Quais são as características do livro “Jorge Medauar em Verso e Prosa - Passeio literário pela vida e obra do escritor de Água Preta”? Que critérios você seguiu para organizá-lo?

Ele tem cheiro, cor e gosto de cacau. Até porque foi feito na terra do cacau – a sua terra. É para se ler com os olhos, com as mãos, com o coração. É divertido, leve, bonito. Cheio de fotos, desenhos, depoimentos riquíssimos e emocionados. Foi muito bem cuidado pela Patrícia, da Pathylia Design e Editora, e pela Maria Luiza Nora, da Edittus, que se empenhou um bocado também para encontrar um patrocinador – a Fapesb – Fundação de Amparo à Pesquisa da Bahia. Quero aproveitar para também agradecer aos meus amigos que ilustraram os contos: Murilo Martins, do Rio de Janeiro, Edmundo de Almeida, de Portugal, e Fábio Schelini, de Dois Córregos. O livro não tem uma sequência. Pode-se começar de qualquer lugar. É inusitado, inesperado, surpreendente, emocionante. Como meu velho e querido pai. 

 

Breve biografia de Jorge Medauar

Jorge MedauarO poeta e contista Jorge (Emílio) Medauar nasceu a 15 de abril de 1918, em Água Preta do Mocambo, sede do então distrito de Ilhéus, hoje cidade e município de Uruçuca. Descende de pais sírio-libaneses, que chegaram ao sul da Bahia atraídos pelo cultivo do cacau.
Ainda menino, Medauar mudou-se com a família para São Paulo. Primeiro São Simão, depois a capital.  Exerceu empregos humildes e jamais perdeu ao longo da vida o elo de comunhão com a gente simples, sobretudo de sua terra, que transpôs para a sua literatura.

Pensando em cursar direito ou medicina, transferiu-se para o Rio de Janeiro, mas o jornalismo e a literatura seduziram-no, dando-lhe, como profissional e autodidata, um conhecimento e erudição invejáveis. Foi amigo, de convivência diária, com intelectuais como Manuel Bandeira, Jorge Amado, Graciliano Ramos, Adonias Filho, Álvaro Moreyra, Astrojildo Pereira, Dinah Silveira de Queiroz, Carlos Drummond de Andrade, Di Cavalcanti, Menotti del Picchia, entre outros. Colaborou na revista Literatura, como secretário de redação, e fez parte do grupo de intelectuais de esquerda.

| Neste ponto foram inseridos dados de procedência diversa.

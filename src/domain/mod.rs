//! Framework-agnostic checkout domain: ledger records, payment intents and the
//! wallet/gateway split.

pub mod campaign;
pub mod ledger;
pub mod payment_intent;
pub mod split;

pub use campaign::{CampaignSnapshot, CampaignStatus};
pub use ledger::{EntryReason, IdempotencyKey, LedgerEntry, NewLedgerEntry, WalletAccount};
pub use payment_intent::{
    GatewayKind, InvalidTransition, PaymentIntent, PaymentMethod, PaymentPurpose, PaymentStatus,
};
pub use split::{compute_split, PaymentSplit, SplitRequest, MAX_PAYMENT_CENTS};

/// Error returned when a stored enum column holds a value this build does not know.
#[derive(Debug, Clone, PartialEq, Eq, thiserror::Error)]
#[error("unknown {kind} value: {value}")]
pub struct UnknownVariant {
    pub kind: &'static str,
    pub value: String,
}

impl UnknownVariant {
    pub(crate) fn new(kind: &'static str, value: &str) -> Self {
        Self {
            kind,
            value: value.to_string(),
        }
    }
}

A estréia literária de Jorge Medauar deu-se em 1945, pela Editora José Olympio, com o volume de poemas Chuva sobre a Tua Semente. É por isso incluído na chamada “geração de 45”. Durante anos, destacou-se como poeta, tendo travado um conhecido "duelo" em versos com Manuel Bandeira.

Publicou ainda os livros de poemas Morada de paz (1949), Prelúdios, noturnos e temas de amor (1954) e Às estrelas e aos bichos (1956), Jogo chinês e Fluxograma. Seu êxito maior viria, no entanto, a partir de 1958, com o livro de contos Água Preta, a que se seguiram A procissão e os porcos (1960) e O incêndio (1963), formando uma trilogia recebida com alto apreço pela crítica. Pontificou como um dos maiores contistas da época até o final da década de 70. Escreveu ainda Histórias de menino (1961) e O visgo da terra (1996), este, um romance urdido com os seus contos sobre Água Preta e Ilhéus. Participou de várias antologias nacionais e internacionais e, mais para a frente, dedicou-se à literatura infanto-juvenil, com os livros No dia em que os peixes pescaram os homens, Bom como o diabo, Contos encantados.

Pertenceu à Academia de Letras do Brasil, com sede em Brasília, à Academia de Letras de Ilhéus e à Academia Brasileira de Literatura Infanto-Juvenil.

Faleceu no dia 03 de junho de 2003, após completar  85 anos.